Customers not paying or cancelling jobs came second on the list. Participants felt that while this was relatively rare, if and when it occurred it could have a significant adverse impact on their financial position.

There is also a good amount of legislative support for builders to mitigate bad debt risk, in the form of the Construction Contracts Act and the payment claim/payment schedule system. There is also a wide availability of professionally drafted standard form contracts, escrow services and other mechanisms to ensure prompt payment and minimise disputes. However, unlike health & safety, these are often not well utilised by builders, leaving them exposed to a significant area of risk without good risk mitigation practices in place. Insurance is typically not available to cover this risk, except for larger businesses where trade credit insurance becomes an option.

Third was the impact of heavy weather and natural disasters. While the destruction caused by Cyclone Gabrielle and the flooding in large parts of Auckland in early 2023 is still relatively recent, it was participants in Christchurch that ranked natural disaster as the greater risk. Accidental property damage by staff (Auckland), the availability and reliability of staff (Hamilton) and theft of tools (both Palmerston North & Auckland) were seen as greater risks.

Damage and losses caused by weather and natural disasters are areas where insurance can traditionally help to reduce the financial impact on a business. The same applies to both accidental damage caused by workers and theft of tools.

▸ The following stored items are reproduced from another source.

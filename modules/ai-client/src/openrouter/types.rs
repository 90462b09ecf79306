use serde::{Deserialize, Serialize};

#[derive(Debug, Clone, Serialize)]
pub struct WireMessage {
    pub role: String,
    pub content: String,
}

impl WireMessage {
    pub fn user(content: impl Into<String>) -> Self {
        Self {
            role: "user".to_string(),
            content: content.into(),
        }
    }
}

#[derive(Debug, Clone, Serialize)]
pub struct ChatRequest {
    pub model: String,
    pub messages: Vec<WireMessage>,
    #[serde(skip_serializing_if = "Option::is_none")]
    pub max_tokens: Option<u32>,
    #[serde(skip_serializing_if = "Option::is_none")]
    pub temperature: Option<f32>,
}

impl ChatRequest {
    pub fn new(model: impl Into<String>) -> Self {
        Self {
            model: model.into(),
            messages: Vec::new(),
            max_tokens: None,
            temperature: None,
        }
    }

    pub fn message(mut self, message: WireMessage) -> Self {
        self.messages.push(message);
        self
    }

    pub fn max_tokens(mut self, max_tokens: u32) -> Self {
        self.max_tokens = Some(max_tokens);
        self
    }

    pub fn temperature(mut self, temperature: f32) -> Self {
        self.temperature = Some(temperature);
        self
    }
}

#[derive(Debug, Clone, Deserialize)]
pub struct ChatResponse {
    #[serde(default)]
    pub choices: Vec<Choice>,
    pub usage: Option<Usage>,
    pub error: Option<ErrorBody>,
}

#[derive(Debug, Clone, Deserialize)]
pub struct Choice {
    pub message: ChoiceMessage,
}

#[derive(Debug, Clone, Deserialize)]
pub struct ChoiceMessage {
    pub content: Option<String>,
}

#[derive(Debug, Clone, Deserialize)]
pub struct Usage {
    #[serde(default)]
    pub total_tokens: u32,
}

/// OpenRouter reports some upstream failures inside a 200 body.
#[derive(Debug, Clone, Deserialize)]
pub struct ErrorBody {
    pub message: Option<String>,
}
// Seams of the pipeline.
//
// SourceFetcher: one implementation per platform (VK, Telegram).
// MessageSink: outbound delivery of a formatted notification.
//
// Both are mocked in `testing` so the whole cycle runs without network.

use anyhow::Result;
use async_trait::async_trait;

use keywatch_common::{EntityDescriptor, Item, Platform, SourceError};

#[async_trait]
pub trait SourceFetcher: Send + Sync {
    fn platform(&self) -> Platform;

    /// Resolve an operator-supplied reference (id, short name or URL).
    async fn resolve_entity(&self, reference: &str) -> Result<EntityDescriptor, SourceError>;

    /// Up to `count` most recent items, newest first. Access-denied and
    /// private content yields an empty list, not an error.
    async fn fetch_recent_items(
        &self,
        entity: &EntityDescriptor,
        count: u32,
    ) -> Result<Vec<Item>, SourceError>;

    /// Deep link to one item.
    fn item_url(&self, entity: &EntityDescriptor, item_id: i64) -> String;
}

#[async_trait]
pub trait MessageSink: Send + Sync {
    /// Deliver a Telegram-HTML message to one recipient.
    async fn deliver(&self, recipient: i64, text: &str) -> Result<()>;
}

Staffing is another area which is heavily legislated, but not necessarily in the employer’s favour. It’s also not an area where insurance can typically help with reducing the financial cost of issues caused by workers (except in the case of employment disputes or liability for illness/injury).

At a total level, the top 5 risks represented over half of all responses. This tells us unsurprisingly that builders nationwide have very similar risks. However, there is some local variation.

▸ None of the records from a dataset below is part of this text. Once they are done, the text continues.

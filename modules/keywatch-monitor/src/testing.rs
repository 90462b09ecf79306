// Test mocks for the monitoring pipeline.
//
// - MockFetcher (SourceFetcher): reference→entity and reference→items maps
// - MockSink (MessageSink): records deliveries, fails for chosen recipients
// - MockEnricher (Enricher): fixed Enrichment, records the texts it was given
// - MockConnector (PlatformConnector): wires the above into Connections

use std::collections::{HashMap, HashSet};
use std::sync::atomic::{AtomicUsize, Ordering};
use std::sync::{Arc, Mutex};
use std::time::Duration;

use anyhow::{bail, Result};
use async_trait::async_trait;
use chrono::{TimeZone, Utc};

use keywatch_common::{
    EntityDescriptor, EntityKind, Item, Match, MonitorConfig, Platform, SourceError,
};

use crate::connector::{Connections, PlatformConnector};
use crate::enrichment::{Enricher, Enrichment};
use crate::notify::Notifier;
use crate::poller::SourcePoller;
use crate::traits::{MessageSink, SourceFetcher};

// ---------------------------------------------------------------------------
// Helpers
// ---------------------------------------------------------------------------

pub fn item(id: i64, text: &str) -> Item {
    Item {
        id,
        text: text.to_string(),
        timestamp: Utc.with_ymd_and_hms(2024, 5, 1, 12, 0, 0).single(),
    }
}

/// A VK group match on item 42 for the keyword "встреча".
pub fn sample_match() -> Match {
    Match {
        source: Platform::Vk,
        entity_kind: EntityKind::Group,
        entity_name: "Городские новости".to_string(),
        entity_url: "https://vk.com/citynews".to_string(),
        item_id: 42,
        owner_id: -1,
        text: "Завтра встреча в 15:00".to_string(),
        full_text: "Завтра встреча в 15:00".to_string(),
        keywords: vec!["встреча".to_string()],
        posted_at: Utc.with_ymd_and_hms(2024, 5, 1, 12, 0, 0).single(),
        url: "https://vk.com/wall-1_42".to_string(),
    }
}

pub fn keywords(list: &[&str]) -> Vec<String> {
    list.iter().map(|s| s.to_string()).collect()
}

// ---------------------------------------------------------------------------
// MockFetcher
// ---------------------------------------------------------------------------

/// Map-based source. Unregistered references resolve to `NotFound`.
/// Builder: `.on_group()`, `.on_user()`, `.on_channel()`, `.on_items()`,
/// `.failing_fetch()`. Items can be swapped between cycles with `set_items`.
pub struct MockFetcher {
    platform: Platform,
    entities: HashMap<String, EntityDescriptor>,
    items: Mutex<HashMap<String, Vec<Item>>>,
    failing: HashSet<String>,
    resolve_calls: AtomicUsize,
    fetch_calls: AtomicUsize,
}

impl MockFetcher {
    fn new(platform: Platform) -> Self {
        Self {
            platform,
            entities: HashMap::new(),
            items: Mutex::new(HashMap::new()),
            failing: HashSet::new(),
            resolve_calls: AtomicUsize::new(0),
            fetch_calls: AtomicUsize::new(0),
        }
    }

    pub fn vk() -> Self {
        Self::new(Platform::Vk)
    }

    pub fn telegram() -> Self {
        Self::new(Platform::Telegram)
    }

    fn with_entity(mut self, reference: &str, id: i64, owner_id: i64, kind: EntityKind, name: &str) -> Self {
        let base = match self.platform {
            Platform::Vk => "https://vk.com",
            Platform::Telegram => "https://t.me",
        };
        self.entities.insert(
            reference.to_string(),
            EntityDescriptor {
                id,
                owner_id,
                kind,
                display_name: name.to_string(),
                canonical_url: format!("{base}/{reference}"),
                handle: Some(reference.to_string()),
            },
        );
        self
    }

    /// VK-style community: owner id is `-id`.
    pub fn on_group(self, reference: &str, id: i64, name: &str) -> Self {
        self.with_entity(reference, id, -id, EntityKind::Group, name)
    }

    pub fn on_user(self, reference: &str, id: i64, name: &str) -> Self {
        self.with_entity(reference, id, id, EntityKind::User, name)
    }

    pub fn on_channel(self, reference: &str, id: i64, name: &str) -> Self {
        self.with_entity(reference, id, id, EntityKind::Channel, name)
    }

    pub fn on_items(self, reference: &str, items: Vec<Item>) -> Self {
        self.set_items(reference, items);
        self
    }

    /// The entity resolves but fetching its items fails with a transport error.
    pub fn failing_fetch(mut self, reference: &str) -> Self {
        self.failing.insert(reference.to_string());
        self
    }

    pub fn set_items(&self, reference: &str, items: Vec<Item>) {
        self.items
            .lock()
            .unwrap()
            .insert(reference.to_string(), items);
    }

    pub fn resolve_calls(&self) -> usize {
        self.resolve_calls.load(Ordering::SeqCst)
    }

    pub fn fetch_calls(&self) -> usize {
        self.fetch_calls.load(Ordering::SeqCst)
    }
}

#[async_trait]
impl SourceFetcher for MockFetcher {
    fn platform(&self) -> Platform {
        self.platform
    }

    async fn resolve_entity(&self, reference: &str) -> Result<EntityDescriptor, SourceError> {
        self.resolve_calls.fetch_add(1, Ordering::SeqCst);
        self.entities
            .get(reference)
            .cloned()
            .ok_or_else(|| SourceError::NotFound(reference.to_string()))
    }

    async fn fetch_recent_items(
        &self,
        entity: &EntityDescriptor,
        count: u32,
    ) -> Result<Vec<Item>, SourceError> {
        self.fetch_calls.fetch_add(1, Ordering::SeqCst);
        let reference = entity.handle.clone().unwrap_or_default();
        if self.failing.contains(&reference) {
            return Err(SourceError::Transport(format!("MockFetcher: {reference} unreachable")));
        }
        Ok(self
            .items
            .lock()
            .unwrap()
            .get(&reference)
            .map(|items| items.iter().take(count as usize).cloned().collect())
            .unwrap_or_default())
    }

    fn item_url(&self, entity: &EntityDescriptor, item_id: i64) -> String {
        match self.platform {
            Platform::Vk => format!("https://vk.com/wall{}_{item_id}", entity.owner_id),
            Platform::Telegram => format!("{}/{item_id}", entity.canonical_url),
        }
    }
}

// ---------------------------------------------------------------------------
// MockSink
// ---------------------------------------------------------------------------

/// Records every delivery attempt. Recipients registered with
/// `.failing_for()` get an error instead.
#[derive(Default)]
pub struct MockSink {
    failing: HashSet<i64>,
    attempts: Mutex<Vec<i64>>,
    delivered: Mutex<Vec<(i64, String)>>,
}

impl MockSink {
    pub fn new() -> Self {
        Self::default()
    }

    pub fn failing_for(mut self, recipient: i64) -> Self {
        self.failing.insert(recipient);
        self
    }

    /// Recipients in attempt order, failures included.
    pub fn attempted(&self) -> Vec<i64> {
        self.attempts.lock().unwrap().clone()
    }

    pub fn delivered(&self) -> Vec<(i64, String)> {
        self.delivered.lock().unwrap().clone()
    }

    pub fn delivered_to(&self, recipient: i64) -> Vec<String> {
        self.delivered
            .lock()
            .unwrap()
            .iter()
            .filter(|(r, _)| *r == recipient)
            .map(|(_, text)| text.clone())
            .collect()
    }
}

#[async_trait]
impl MessageSink for MockSink {
    async fn deliver(&self, recipient: i64, text: &str) -> Result<()> {
        self.attempts.lock().unwrap().push(recipient);
        if self.failing.contains(&recipient) {
            bail!("MockSink: chat {recipient} blocked the bot");
        }
        self.delivered
            .lock()
            .unwrap()
            .push((recipient, text.to_string()));
        Ok(())
    }
}

// ---------------------------------------------------------------------------
// MockEnricher
// ---------------------------------------------------------------------------

pub struct MockEnricher {
    result: Enrichment,
    texts: Mutex<Vec<String>>,
}

impl MockEnricher {
    pub fn returning(result: Enrichment) -> Self {
        Self {
            result,
            texts: Mutex::new(Vec::new()),
        }
    }

    pub fn calls(&self) -> usize {
        self.texts.lock().unwrap().len()
    }

    /// Texts passed to `analyze`, in call order.
    pub fn texts(&self) -> Vec<String> {
        self.texts.lock().unwrap().clone()
    }
}

#[async_trait]
impl Enricher for MockEnricher {
    async fn analyze(&self, text: &str) -> Enrichment {
        self.texts.lock().unwrap().push(text.to_string());
        self.result.clone()
    }
}

// ---------------------------------------------------------------------------
// MockConnector
// ---------------------------------------------------------------------------

/// Hands out pollers over shared mock fetchers, with zero pacing delays.
#[derive(Default)]
pub struct MockConnector {
    fetchers: Vec<Arc<MockFetcher>>,
    sink: Option<Arc<MockSink>>,
    enricher: Option<Arc<MockEnricher>>,
    connects: AtomicUsize,
}

impl MockConnector {
    pub fn new() -> Self {
        Self::default()
    }

    pub fn with_fetcher(mut self, fetcher: Arc<MockFetcher>) -> Self {
        self.fetchers.push(fetcher);
        self
    }

    pub fn with_sink(mut self, sink: Arc<MockSink>) -> Self {
        self.sink = Some(sink);
        self
    }

    pub fn with_enricher(mut self, enricher: Arc<MockEnricher>) -> Self {
        self.enricher = Some(enricher);
        self
    }

    pub fn connects(&self) -> usize {
        self.connects.load(Ordering::SeqCst)
    }
}

#[async_trait]
impl PlatformConnector for MockConnector {
    async fn connect(&self, _config: &MonitorConfig) -> Connections {
        self.connects.fetch_add(1, Ordering::SeqCst);
        Connections {
            pollers: self
                .fetchers
                .iter()
                .map(|f| {
                    SourcePoller::new(f.clone() as Arc<dyn SourceFetcher>)
                        .with_entity_delay(Duration::ZERO)
                })
                .collect(),
            notifier: self.sink.clone().map(|sink| {
                Notifier::new(sink as Arc<dyn MessageSink>).with_send_delay(Duration::ZERO)
            }),
            enricher: self.enricher.clone().map(|e| e as Arc<dyn Enricher>),
        }
    }
}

The responses, compiled via a series of focus groups, also asked participants to identify solutions to mitigate the risks they identified. None of these solutions will be a surprise to anyone, it’s not rocket science. Unfortunately, it’s the putting into practice of effective risk mitigation strategies where builders typically fall down. From our experience this usually comes down to the time involved, the fact that the work required is often outside a builder’s skill set and comfort zone, or they have a poor appreciation of the cost-benefit return from investing in risk mitigation measures.

Builtin’s Construction Risk Management Programme aims to change this. By making it affordable and easy for builders to create and maintain their own risk register, Builtin’s goal is that builders will be able to take a more structured approach to managing their risks. The programme involves an initial risk assessment workshop with business owners and key staff, where key risks are identified, quantified and mitigation measures developed (if they don’t already exist).

This also helps business owners to identify and close gaps in their existing risk management practices. An easy-to-use, affordable online portal then allows the business to assign owners to each risk, with regular review dates scheduled, so that nothing falls through the cracks.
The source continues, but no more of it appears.